> **Records to use**:
· · · · · · ·
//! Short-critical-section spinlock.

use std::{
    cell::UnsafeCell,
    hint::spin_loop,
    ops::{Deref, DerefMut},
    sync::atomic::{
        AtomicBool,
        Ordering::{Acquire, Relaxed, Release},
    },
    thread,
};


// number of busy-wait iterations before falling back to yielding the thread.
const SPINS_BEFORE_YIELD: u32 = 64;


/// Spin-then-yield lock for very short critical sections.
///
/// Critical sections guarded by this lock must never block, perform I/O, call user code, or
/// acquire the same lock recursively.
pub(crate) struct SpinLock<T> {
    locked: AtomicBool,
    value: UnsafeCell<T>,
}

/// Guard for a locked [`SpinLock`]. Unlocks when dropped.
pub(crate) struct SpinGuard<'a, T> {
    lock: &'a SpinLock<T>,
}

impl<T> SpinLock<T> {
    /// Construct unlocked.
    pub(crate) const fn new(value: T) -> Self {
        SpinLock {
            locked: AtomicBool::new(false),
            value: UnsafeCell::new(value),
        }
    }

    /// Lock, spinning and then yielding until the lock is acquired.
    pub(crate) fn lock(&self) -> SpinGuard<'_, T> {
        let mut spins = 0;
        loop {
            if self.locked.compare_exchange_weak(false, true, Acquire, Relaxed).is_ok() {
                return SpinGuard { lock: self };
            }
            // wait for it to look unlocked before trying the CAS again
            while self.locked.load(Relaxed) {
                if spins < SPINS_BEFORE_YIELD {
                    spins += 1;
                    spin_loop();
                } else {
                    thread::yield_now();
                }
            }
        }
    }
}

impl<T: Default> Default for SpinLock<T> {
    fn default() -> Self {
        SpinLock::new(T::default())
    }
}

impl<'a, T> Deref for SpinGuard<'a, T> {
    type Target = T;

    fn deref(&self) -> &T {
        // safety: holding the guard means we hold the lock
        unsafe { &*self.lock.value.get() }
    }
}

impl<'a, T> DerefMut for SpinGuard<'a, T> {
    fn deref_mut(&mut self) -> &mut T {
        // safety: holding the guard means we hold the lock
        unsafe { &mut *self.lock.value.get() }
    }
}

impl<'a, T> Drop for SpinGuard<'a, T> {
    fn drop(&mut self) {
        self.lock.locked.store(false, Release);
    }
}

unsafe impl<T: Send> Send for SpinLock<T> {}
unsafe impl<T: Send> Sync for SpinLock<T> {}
· · · · · · ·
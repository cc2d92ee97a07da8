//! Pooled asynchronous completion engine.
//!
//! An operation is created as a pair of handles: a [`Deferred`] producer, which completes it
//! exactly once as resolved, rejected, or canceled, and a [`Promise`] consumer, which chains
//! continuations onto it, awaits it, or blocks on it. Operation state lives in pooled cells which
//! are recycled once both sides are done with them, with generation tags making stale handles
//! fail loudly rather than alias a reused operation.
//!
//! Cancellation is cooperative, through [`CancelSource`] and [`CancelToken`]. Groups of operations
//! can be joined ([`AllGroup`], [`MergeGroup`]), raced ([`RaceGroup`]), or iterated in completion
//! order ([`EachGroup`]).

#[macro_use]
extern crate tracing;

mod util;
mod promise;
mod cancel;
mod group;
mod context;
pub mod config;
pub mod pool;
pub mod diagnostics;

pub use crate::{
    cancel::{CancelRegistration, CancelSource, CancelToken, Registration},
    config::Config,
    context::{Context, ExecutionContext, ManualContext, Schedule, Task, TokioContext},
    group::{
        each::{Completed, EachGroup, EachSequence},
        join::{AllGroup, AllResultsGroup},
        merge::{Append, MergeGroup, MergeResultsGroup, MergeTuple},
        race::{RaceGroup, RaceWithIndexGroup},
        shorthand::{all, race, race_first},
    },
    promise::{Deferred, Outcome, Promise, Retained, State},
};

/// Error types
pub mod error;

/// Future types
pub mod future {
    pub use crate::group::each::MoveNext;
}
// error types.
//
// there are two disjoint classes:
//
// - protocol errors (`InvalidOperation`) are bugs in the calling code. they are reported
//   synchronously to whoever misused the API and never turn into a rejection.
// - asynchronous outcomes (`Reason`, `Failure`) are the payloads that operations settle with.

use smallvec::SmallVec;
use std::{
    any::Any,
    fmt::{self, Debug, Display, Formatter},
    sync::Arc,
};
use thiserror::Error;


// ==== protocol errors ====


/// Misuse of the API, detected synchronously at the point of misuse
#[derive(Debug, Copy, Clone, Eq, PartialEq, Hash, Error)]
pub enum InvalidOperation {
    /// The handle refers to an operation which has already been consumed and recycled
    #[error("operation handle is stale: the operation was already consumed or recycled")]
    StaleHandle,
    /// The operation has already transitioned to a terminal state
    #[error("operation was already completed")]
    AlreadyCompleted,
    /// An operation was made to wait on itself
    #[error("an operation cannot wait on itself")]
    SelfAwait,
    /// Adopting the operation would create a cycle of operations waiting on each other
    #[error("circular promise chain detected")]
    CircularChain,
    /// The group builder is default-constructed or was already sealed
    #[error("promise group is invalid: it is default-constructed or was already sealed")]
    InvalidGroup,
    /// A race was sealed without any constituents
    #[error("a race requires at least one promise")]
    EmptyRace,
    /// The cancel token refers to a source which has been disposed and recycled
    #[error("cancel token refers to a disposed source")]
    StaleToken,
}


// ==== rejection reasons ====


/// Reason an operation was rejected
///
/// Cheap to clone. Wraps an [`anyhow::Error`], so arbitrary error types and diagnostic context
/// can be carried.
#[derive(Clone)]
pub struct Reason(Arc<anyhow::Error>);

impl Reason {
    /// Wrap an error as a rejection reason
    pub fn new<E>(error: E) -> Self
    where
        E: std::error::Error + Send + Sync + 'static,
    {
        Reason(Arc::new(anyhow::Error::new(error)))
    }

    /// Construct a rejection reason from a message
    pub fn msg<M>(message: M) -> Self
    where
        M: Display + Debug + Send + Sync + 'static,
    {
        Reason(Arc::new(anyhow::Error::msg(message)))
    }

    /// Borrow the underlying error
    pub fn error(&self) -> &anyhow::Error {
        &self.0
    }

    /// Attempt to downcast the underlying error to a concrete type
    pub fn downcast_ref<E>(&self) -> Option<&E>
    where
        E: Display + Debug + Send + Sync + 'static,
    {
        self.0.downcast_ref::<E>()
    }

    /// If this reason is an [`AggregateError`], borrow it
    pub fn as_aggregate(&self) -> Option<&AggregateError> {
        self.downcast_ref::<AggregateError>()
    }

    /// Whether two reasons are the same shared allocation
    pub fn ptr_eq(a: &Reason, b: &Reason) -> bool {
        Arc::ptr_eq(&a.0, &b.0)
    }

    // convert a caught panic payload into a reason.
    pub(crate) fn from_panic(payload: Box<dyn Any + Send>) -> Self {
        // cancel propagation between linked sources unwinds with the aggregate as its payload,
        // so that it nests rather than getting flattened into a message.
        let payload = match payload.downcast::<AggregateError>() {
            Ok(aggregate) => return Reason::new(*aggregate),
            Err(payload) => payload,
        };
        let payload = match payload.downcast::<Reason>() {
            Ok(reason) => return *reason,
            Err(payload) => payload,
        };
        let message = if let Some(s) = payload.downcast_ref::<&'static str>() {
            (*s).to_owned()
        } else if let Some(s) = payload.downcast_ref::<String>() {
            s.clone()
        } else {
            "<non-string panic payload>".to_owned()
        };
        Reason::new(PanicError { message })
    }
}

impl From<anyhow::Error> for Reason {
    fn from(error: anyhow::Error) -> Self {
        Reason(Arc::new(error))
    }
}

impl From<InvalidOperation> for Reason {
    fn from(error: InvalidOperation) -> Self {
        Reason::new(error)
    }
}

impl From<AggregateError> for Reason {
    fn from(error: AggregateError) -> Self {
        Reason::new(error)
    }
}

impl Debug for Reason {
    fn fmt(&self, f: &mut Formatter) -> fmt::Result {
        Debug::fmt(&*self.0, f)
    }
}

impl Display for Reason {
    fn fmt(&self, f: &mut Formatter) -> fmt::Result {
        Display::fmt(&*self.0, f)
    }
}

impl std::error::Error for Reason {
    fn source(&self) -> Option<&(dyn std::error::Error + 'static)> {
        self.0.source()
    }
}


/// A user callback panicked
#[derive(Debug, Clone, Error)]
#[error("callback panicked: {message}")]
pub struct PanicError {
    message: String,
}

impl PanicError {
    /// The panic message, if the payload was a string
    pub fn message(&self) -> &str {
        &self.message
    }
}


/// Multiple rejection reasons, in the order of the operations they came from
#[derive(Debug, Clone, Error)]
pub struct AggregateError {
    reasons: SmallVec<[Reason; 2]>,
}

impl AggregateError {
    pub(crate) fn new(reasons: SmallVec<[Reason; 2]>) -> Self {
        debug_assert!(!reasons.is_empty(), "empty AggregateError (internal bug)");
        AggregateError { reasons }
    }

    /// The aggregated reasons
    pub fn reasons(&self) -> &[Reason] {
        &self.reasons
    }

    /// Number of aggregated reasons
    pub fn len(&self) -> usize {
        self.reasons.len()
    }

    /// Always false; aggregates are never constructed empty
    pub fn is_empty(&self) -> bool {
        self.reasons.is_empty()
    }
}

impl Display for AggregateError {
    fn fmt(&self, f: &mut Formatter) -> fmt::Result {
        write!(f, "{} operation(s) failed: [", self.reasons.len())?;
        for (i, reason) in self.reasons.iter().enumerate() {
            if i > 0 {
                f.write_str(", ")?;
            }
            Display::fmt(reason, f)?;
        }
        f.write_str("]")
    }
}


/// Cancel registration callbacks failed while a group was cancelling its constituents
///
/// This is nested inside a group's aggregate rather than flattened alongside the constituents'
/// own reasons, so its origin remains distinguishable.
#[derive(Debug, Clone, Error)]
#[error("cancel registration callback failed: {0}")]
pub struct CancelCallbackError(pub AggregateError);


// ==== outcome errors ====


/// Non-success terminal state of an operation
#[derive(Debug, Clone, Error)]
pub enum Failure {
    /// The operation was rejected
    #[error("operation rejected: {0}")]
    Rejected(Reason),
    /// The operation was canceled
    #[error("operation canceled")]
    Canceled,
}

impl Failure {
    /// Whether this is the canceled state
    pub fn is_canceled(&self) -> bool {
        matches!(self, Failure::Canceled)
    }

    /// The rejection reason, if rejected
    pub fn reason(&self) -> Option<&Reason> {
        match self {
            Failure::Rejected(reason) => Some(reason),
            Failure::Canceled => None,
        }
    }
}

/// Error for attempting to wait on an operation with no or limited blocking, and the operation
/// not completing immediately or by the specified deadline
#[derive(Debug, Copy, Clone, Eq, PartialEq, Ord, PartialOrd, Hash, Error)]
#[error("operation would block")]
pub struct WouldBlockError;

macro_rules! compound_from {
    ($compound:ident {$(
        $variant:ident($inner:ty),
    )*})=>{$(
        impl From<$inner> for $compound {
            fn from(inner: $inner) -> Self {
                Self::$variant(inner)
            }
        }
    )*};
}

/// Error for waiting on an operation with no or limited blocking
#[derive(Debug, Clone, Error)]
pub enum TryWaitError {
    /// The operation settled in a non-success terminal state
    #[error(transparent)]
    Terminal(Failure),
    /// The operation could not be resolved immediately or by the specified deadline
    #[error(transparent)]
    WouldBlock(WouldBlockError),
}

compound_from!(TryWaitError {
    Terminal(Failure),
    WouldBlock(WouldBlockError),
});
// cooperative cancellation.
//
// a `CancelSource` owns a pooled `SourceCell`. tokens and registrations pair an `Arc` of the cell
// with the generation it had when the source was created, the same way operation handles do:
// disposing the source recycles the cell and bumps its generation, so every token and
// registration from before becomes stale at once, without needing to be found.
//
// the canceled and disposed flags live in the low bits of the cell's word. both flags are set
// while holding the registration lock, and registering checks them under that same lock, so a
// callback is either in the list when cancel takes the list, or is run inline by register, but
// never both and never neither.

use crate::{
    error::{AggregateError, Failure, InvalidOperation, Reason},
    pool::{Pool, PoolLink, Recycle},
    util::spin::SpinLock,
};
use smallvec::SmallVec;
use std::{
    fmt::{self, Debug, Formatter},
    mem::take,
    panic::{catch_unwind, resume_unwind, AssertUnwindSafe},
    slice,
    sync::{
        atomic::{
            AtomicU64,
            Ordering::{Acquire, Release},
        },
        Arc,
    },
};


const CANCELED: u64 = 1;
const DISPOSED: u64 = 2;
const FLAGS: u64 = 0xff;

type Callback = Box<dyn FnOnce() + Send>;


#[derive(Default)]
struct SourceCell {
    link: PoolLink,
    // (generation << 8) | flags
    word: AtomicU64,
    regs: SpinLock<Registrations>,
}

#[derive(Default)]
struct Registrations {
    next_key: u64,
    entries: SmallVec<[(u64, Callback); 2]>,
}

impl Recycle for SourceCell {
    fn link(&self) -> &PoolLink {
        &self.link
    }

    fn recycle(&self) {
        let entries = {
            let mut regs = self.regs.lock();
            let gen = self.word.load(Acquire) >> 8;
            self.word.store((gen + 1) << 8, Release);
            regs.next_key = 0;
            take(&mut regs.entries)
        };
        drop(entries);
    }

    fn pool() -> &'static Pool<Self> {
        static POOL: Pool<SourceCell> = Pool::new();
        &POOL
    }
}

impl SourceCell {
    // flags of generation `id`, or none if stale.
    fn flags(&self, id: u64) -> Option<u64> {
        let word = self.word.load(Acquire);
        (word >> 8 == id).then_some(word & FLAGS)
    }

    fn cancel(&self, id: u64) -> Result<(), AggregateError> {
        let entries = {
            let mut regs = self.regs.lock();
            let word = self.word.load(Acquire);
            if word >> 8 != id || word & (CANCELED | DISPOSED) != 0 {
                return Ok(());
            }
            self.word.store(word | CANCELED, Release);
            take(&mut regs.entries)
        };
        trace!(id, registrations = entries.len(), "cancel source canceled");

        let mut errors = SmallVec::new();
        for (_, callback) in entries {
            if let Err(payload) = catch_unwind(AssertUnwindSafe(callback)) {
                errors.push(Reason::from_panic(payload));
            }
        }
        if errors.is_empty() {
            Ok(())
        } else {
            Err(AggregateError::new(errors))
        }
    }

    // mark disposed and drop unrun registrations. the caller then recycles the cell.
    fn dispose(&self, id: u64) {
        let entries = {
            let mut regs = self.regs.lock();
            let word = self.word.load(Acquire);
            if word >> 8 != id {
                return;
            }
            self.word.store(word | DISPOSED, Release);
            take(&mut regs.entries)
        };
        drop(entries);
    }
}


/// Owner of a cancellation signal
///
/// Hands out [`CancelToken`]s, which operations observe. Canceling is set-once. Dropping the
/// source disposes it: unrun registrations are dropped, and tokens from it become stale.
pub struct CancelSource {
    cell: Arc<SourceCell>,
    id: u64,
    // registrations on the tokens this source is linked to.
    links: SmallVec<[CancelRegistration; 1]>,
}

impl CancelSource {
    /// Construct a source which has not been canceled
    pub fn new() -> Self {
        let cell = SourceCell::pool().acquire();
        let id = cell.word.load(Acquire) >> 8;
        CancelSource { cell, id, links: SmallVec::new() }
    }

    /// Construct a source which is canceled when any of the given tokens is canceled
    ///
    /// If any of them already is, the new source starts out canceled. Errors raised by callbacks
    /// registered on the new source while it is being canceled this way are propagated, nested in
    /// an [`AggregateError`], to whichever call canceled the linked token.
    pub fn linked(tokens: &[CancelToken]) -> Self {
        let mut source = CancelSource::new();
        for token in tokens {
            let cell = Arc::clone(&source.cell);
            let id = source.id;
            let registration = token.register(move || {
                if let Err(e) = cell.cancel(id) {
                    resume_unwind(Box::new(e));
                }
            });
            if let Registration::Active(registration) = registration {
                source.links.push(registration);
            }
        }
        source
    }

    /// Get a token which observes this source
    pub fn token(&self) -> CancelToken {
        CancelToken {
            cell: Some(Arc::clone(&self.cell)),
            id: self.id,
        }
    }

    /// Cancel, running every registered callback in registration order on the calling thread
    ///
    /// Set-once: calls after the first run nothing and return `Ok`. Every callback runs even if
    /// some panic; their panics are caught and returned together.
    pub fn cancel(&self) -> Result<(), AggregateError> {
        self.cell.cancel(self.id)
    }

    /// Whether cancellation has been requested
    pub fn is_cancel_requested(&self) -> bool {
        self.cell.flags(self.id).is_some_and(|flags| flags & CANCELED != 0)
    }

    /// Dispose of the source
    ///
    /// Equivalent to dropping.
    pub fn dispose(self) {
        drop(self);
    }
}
· · · · · · ·
Every line above from the line with "self.0.downcast_ref::<E>()" to the line with "(*s).to_owned()" is wanted, ends included; write them out exactly and add no other line.

        self.0.downcast_ref::<E>()
    }

    /// If this reason is an [`AggregateError`], borrow it
    pub fn as_aggregate(&self) -> Option<&AggregateError> {
        self.downcast_ref::<AggregateError>()
    }

    /// Whether two reasons are the same shared allocation
    pub fn ptr_eq(a: &Reason, b: &Reason) -> bool {
        Arc::ptr_eq(&a.0, &b.0)
    }

    // convert a caught panic payload into a reason.
    pub(crate) fn from_panic(payload: Box<dyn Any + Send>) -> Self {
        // cancel propagation between linked sources unwinds with the aggregate as its payload,
        // so that it nests rather than getting flattened into a message.
        let payload = match payload.downcast::<AggregateError>() {
            Ok(aggregate) => return Reason::new(*aggregate),
            Err(payload) => payload,
        };
        let payload = match payload.downcast::<Reason>() {
            Ok(reason) => return *reason,
            Err(payload) => payload,
        };
        let message = if let Some(s) = payload.downcast_ref::<&'static str>() {
            (*s).to_owned()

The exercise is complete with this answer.